Texte de la commission (n° 497, 2008-2009).
9. Projet de loi, adopté par l’Assemblée nationale, autorisant l’approbation de la convention entre le Gouvernement de la République française et l’Organisation internationale de la francophonie relative à la mise à disposition de locaux pour installer la Maison de la Francophonie à Paris (n° 356, 2008-2009).
Rapport de Mme Catherine Tasca, fait au nom de la commission des affaires étrangères, de la défense et des forces armées (n° 540, 2008-2009).
Texte de la commission (n° 541, 2008-2009).
10. Projet de loi organique, adopté par l’Assemblée nationale après engagement de la procédure accélérée, prorogeant le mandat des membres du Conseil économique, social et environnemental (n° 515, 2008-2009).
Rapport de M. Jean-Pierre Vial, fait au nom de la commission des lois constitutionnelles, de législation, du suffrage universel, du Règlement et d’administration générale (n° 535, 2008-2009).
Texte de la commission (n° 536, 2008-2009).
11. Proposition de loi relative à la lutte contre la fracture numérique, présentée par M. Xavier Pintat (n° 394, 2008-2009).

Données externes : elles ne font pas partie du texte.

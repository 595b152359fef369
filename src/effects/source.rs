//! Where the day's correct chain comes from.

use crate::core::{Chain, ChainError};
use chrono::NaiveDate;
use serde::Deserialize;
use std::collections::HashMap;
use std::fs;
use std::path::PathBuf;
use thiserror::Error;

#[derive(Debug, Error)]
pub enum SourceError {
    #[error("Failed to read chain table {path:?}: {source}")]
    Io {
        path: PathBuf,
        #[source]
        source: std::io::Error,
    },

    #[error("Chain table is malformed: {0}")]
    Parse(String),

    #[error("Chain published for {date} is invalid: {source}")]
    InvalidChain {
        date: NaiveDate,
        #[source]
        source: ChainError,
    },

    #[error("Chain lookup did not complete: {0}")]
    Interrupted(String),
}

/// Lookup of the chain published for a calendar date.
pub trait ChainSource: Send + Sync {
    /// `Ok(None)` means no puzzle is published for `date` yet.
    fn chain_for(&self, date: NaiveDate) -> Result<Option<Chain>, SourceError>;
}

/// Chains held in memory.
#[derive(Debug, Clone, Default)]
pub struct StaticChainSource {
    chains: HashMap<NaiveDate, Chain>,
}

impl StaticChainSource {
    pub fn new() -> Self {
        Self::default()
    }

    pub fn with_chain(mut self, date: NaiveDate, chain: Chain) -> Self {
        self.chains.insert(date, chain);
        self
    }

    pub fn insert(&mut self, date: NaiveDate, chain: Chain) {
        self.chains.insert(date, chain);
    }
}

impl ChainSource for StaticChainSource {
    fn chain_for(&self, date: NaiveDate) -> Result<Option<Chain>, SourceError> {
        Ok(self.chains.get(&date).cloned())
    }
}

/// One published puzzle.
#[derive(Debug, Deserialize)]
struct ChainRow {
    date: NaiveDate,
    chain: Vec<String>,
}

/// JSON file holding `[{"date": "YYYY-MM-DD", "chain": [...]}, ...]`.
///
/// The file is read on every lookup so newly published rows are picked up
/// without a restart. Only the requested row is validated.
#[derive(Debug, Clone)]
pub struct JsonFileChainSource {
    path: PathBuf,
}

impl JsonFileChainSource {
    pub fn new(path: impl Into<PathBuf>) -> Self {
        Self { path: path.into() }
    }
}

impl ChainSource for JsonFileChainSource {
    fn chain_for(&self, date: NaiveDate) -> Result<Option<Chain>, SourceError> {
        let bytes = fs::read(&self.path).map_err(|source| SourceError::Io {
            path: self.path.clone(),
            source,
        })?;
        let rows: Vec<ChainRow> =
            serde_json::from_slice(&bytes).map_err(|e| SourceError::Parse(e.to_string()))?;

        rows.into_iter()
            .find(|row| row.date == date)
            .map(|row| Chain::new(row.chain).map_err(|source| SourceError::InvalidChain { date, source }))
            .transpose()
    }
}

#[cfg(test)]
mod tests {
    use super::*;
    use uuid::Uuid;

    fn date(d: u32) -> NaiveDate {
        NaiveDate::from_ymd_opt(2025, 6, d).unwrap()
    }

    fn table(contents: &str) -> PathBuf {
        let path = std::env::temp_dir().join(format!("chainle-chains-{}.json", Uuid::new_v4()));
        fs::write(&path, contents).unwrap();
        path
    }

    #[test]
    fn static_source_returns_published_chain() {
        let chain = Chain::new(["ant", "bee", "cat"]).unwrap();
        let source = StaticChainSource::new().with_chain(date(1), chain.clone());

        assert_eq!(source.chain_for(date(1)).unwrap(), Some(chain));
        assert_eq!(source.chain_for(date(2)).unwrap(), None);
    }

    #[test]
    fn file_source_looks_up_row_by_date() {
        let path = table(
            r#"[
                {"date": "2025-06-01", "chain": ["Board", "boat", "goat", "coats"]},
                {"date": "2025-06-02", "chain": ["x"]}
            ]"#,
        );
        let source = JsonFileChainSource::new(&path);

        let chain = source.chain_for(date(1)).unwrap().unwrap();
        assert_eq!(chain.word(0), Some("board"));
        assert!(source.chain_for(date(3)).unwrap().is_none());
        assert!(matches!(
            source.chain_for(date(2)),
            Err(SourceError::InvalidChain { .. })
        ));

        fs::remove_file(path).ok();
    }

    #[test]
    fn missing_file_is_an_io_error() {
        let source = JsonFileChainSource::new("/definitely/not/here.json");
        assert!(matches!(source.chain_for(date(1)), Err(SourceError::Io { .. })));
    }

    #[test]
    fn malformed_table_is_a_parse_error() {
        let path = table("{\"date\": 1}");
        let source = JsonFileChainSource::new(&path);
        assert!(matches!(source.chain_for(date(1)), Err(SourceError::Parse(_))));
        fs::remove_file(path).ok();
    }
}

Rapport de M. Bruno Retailleau, fait au nom de la commission de l’économie, du développement durable et de l’aménagement du territoire (n° 559, 2008-2009).
Texte de la commission (n° 560, 2008-2009).
Personne ne demande la parole ?…
La séance est levée.
(La séance est levée le vendredi 17 juillet 2009, à deux heures dix.)